Data records =
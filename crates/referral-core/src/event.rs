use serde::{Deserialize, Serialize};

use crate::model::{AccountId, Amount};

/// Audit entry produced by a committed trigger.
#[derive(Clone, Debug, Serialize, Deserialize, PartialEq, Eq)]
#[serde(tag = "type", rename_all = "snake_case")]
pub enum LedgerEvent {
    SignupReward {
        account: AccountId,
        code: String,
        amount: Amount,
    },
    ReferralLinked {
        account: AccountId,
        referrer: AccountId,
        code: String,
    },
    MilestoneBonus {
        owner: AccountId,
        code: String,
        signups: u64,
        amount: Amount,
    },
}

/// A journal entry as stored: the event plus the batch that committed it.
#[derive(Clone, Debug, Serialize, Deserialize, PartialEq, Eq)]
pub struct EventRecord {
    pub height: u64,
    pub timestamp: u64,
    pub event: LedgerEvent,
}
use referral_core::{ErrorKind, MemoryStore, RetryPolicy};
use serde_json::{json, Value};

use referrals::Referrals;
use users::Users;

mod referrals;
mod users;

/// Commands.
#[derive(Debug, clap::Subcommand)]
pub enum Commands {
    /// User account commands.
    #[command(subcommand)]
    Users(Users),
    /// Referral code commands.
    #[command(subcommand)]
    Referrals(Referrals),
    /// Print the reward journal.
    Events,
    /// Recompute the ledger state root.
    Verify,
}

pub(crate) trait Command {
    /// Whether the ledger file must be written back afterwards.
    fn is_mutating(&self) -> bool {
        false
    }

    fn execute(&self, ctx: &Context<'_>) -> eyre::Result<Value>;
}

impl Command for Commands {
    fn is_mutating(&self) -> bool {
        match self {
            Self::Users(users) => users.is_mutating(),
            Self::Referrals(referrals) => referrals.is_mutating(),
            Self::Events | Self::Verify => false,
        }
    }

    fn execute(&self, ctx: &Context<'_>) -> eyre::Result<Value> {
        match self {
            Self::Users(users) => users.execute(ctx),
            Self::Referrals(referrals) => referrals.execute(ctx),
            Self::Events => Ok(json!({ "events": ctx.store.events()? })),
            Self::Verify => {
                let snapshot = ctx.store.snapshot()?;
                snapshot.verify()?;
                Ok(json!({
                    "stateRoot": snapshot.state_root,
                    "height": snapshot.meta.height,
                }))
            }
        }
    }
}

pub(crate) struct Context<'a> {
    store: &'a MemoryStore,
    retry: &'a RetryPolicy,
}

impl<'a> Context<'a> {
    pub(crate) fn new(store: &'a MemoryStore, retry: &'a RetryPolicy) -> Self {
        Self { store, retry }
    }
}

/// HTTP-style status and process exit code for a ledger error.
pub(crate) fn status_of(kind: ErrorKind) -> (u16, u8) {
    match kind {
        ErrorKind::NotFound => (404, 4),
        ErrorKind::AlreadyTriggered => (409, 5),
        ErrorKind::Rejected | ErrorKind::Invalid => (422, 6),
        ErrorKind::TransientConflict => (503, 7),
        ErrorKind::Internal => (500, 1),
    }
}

==

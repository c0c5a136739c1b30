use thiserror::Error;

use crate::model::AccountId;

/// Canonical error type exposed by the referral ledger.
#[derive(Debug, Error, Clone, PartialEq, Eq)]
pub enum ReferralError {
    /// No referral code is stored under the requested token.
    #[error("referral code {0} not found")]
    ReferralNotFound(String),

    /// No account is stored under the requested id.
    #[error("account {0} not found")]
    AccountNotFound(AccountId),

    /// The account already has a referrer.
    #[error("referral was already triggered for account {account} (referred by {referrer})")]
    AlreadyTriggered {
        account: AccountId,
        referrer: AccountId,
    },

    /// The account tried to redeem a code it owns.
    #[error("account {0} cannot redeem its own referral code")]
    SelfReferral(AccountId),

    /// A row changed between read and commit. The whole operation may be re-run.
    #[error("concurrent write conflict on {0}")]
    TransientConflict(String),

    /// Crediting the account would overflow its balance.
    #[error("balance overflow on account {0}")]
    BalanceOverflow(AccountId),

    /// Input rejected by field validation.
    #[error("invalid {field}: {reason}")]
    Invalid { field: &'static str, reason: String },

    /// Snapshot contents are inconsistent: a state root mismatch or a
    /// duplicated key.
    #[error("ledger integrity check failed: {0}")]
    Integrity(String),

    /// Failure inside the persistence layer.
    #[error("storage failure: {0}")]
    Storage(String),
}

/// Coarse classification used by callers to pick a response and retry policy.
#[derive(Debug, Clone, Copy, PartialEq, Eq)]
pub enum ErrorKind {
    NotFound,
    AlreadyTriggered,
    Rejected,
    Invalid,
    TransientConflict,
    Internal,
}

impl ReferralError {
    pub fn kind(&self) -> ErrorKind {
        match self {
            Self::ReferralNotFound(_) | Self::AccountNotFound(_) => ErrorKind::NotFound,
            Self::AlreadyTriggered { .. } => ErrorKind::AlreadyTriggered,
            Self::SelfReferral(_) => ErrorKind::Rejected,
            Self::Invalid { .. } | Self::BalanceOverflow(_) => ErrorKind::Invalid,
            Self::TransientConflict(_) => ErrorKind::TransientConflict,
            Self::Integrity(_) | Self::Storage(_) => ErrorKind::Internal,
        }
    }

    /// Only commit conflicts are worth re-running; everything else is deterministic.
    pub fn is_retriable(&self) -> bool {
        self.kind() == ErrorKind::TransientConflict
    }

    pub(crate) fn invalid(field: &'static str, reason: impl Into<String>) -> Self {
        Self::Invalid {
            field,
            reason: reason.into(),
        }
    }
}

---

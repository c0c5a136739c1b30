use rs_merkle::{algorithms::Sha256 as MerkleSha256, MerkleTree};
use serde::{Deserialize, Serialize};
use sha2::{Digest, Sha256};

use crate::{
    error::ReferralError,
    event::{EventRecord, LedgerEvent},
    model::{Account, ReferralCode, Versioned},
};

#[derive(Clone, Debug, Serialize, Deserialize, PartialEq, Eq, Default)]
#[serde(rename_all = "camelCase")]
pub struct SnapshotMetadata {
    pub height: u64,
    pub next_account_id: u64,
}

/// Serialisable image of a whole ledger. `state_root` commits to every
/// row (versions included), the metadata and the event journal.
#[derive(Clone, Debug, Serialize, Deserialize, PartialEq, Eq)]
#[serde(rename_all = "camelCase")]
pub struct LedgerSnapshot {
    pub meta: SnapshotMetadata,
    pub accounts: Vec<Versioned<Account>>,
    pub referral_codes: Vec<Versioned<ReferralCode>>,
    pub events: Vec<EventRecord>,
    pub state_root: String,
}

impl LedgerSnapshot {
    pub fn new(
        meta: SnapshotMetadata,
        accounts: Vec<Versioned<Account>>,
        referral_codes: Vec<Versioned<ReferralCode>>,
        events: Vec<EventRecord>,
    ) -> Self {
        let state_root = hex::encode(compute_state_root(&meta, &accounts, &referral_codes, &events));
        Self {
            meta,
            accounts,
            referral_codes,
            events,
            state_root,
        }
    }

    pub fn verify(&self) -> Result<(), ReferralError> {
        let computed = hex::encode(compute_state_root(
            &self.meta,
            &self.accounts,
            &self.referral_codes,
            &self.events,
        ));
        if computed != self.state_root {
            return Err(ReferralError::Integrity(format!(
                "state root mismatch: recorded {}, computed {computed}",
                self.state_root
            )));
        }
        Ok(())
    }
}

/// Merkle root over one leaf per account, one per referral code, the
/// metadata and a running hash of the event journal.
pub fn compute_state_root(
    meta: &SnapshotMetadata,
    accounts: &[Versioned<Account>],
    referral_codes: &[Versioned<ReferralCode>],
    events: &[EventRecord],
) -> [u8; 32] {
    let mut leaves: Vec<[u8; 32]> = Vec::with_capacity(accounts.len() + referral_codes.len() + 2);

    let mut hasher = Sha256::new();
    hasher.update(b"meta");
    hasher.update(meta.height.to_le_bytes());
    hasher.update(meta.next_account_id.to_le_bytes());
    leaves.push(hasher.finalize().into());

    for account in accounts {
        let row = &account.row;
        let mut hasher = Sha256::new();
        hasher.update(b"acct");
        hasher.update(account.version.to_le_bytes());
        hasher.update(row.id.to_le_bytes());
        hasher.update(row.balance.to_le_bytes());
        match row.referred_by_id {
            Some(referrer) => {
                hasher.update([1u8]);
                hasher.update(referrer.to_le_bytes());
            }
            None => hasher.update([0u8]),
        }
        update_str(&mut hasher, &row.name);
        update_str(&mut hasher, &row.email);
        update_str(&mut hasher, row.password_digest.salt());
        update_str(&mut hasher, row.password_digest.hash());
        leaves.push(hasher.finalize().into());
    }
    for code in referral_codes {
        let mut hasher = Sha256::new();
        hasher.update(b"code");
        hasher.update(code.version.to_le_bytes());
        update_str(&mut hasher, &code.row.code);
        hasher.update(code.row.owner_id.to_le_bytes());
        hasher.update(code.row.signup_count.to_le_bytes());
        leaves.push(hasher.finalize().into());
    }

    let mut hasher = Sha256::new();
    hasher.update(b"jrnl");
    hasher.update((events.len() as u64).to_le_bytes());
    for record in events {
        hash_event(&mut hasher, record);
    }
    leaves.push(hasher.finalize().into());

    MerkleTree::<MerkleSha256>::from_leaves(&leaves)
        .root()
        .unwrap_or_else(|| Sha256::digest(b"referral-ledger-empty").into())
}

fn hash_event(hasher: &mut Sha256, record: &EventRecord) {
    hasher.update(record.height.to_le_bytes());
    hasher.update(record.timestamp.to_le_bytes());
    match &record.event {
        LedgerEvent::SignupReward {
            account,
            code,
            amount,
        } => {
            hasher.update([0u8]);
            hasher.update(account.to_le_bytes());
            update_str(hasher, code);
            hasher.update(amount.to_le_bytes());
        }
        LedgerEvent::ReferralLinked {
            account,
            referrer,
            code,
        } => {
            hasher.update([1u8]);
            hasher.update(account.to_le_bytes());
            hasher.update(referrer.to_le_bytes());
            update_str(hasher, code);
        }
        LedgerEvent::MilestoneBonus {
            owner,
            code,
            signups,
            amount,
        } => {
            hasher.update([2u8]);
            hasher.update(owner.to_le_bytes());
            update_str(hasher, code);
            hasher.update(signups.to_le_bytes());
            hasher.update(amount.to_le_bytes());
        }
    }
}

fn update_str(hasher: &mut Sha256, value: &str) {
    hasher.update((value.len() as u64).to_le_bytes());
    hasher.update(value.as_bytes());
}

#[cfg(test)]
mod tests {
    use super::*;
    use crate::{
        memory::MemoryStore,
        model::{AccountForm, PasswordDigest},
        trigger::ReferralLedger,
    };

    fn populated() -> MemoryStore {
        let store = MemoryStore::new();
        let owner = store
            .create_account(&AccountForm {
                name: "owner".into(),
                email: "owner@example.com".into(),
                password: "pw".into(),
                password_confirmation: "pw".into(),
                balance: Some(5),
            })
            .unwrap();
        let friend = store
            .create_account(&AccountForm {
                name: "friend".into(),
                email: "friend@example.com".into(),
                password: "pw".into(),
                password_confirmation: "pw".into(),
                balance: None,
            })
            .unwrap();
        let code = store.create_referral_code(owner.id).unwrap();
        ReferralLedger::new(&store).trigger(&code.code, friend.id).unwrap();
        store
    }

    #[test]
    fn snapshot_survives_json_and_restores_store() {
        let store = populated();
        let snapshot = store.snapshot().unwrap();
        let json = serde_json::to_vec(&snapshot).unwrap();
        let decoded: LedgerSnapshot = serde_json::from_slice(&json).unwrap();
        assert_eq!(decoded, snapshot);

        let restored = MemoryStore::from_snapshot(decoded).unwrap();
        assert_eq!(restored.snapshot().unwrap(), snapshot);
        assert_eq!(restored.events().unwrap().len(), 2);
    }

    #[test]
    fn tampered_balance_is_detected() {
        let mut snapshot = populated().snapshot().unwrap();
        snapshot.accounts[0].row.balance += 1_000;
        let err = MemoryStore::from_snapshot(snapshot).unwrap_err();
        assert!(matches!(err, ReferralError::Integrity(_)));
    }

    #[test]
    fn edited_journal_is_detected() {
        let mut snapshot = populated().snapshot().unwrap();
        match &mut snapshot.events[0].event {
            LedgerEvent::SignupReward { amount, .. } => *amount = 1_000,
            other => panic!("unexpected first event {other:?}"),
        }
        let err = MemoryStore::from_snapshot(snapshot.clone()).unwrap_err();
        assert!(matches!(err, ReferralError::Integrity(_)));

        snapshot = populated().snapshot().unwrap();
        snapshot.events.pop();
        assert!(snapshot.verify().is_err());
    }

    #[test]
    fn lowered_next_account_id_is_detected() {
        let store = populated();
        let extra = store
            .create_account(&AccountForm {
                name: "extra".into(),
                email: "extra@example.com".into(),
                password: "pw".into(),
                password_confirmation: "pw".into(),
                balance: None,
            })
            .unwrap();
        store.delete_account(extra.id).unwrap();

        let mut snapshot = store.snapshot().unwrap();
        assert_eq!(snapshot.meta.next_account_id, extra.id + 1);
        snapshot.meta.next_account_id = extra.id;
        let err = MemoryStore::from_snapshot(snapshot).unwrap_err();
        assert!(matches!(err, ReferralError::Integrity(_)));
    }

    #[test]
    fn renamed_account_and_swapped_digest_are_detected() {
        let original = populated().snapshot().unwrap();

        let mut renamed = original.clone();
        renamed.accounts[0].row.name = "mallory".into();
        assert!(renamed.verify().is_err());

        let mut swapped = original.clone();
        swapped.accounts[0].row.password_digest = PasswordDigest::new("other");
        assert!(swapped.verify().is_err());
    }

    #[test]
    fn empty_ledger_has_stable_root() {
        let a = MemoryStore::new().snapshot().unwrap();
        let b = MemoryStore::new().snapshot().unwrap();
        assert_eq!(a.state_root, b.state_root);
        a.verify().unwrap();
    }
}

Task goal = Identify each line in the records above containing the word "field"; copy those lines.

Solution to this task =
    /// Input rejected by field validation.
    #[error("invalid {field}: {reason}")]
    Invalid { field: &'static str, reason: String },
    pub(crate) fn invalid(field: &'static str, reason: impl Into<String>) -> Self {
            field,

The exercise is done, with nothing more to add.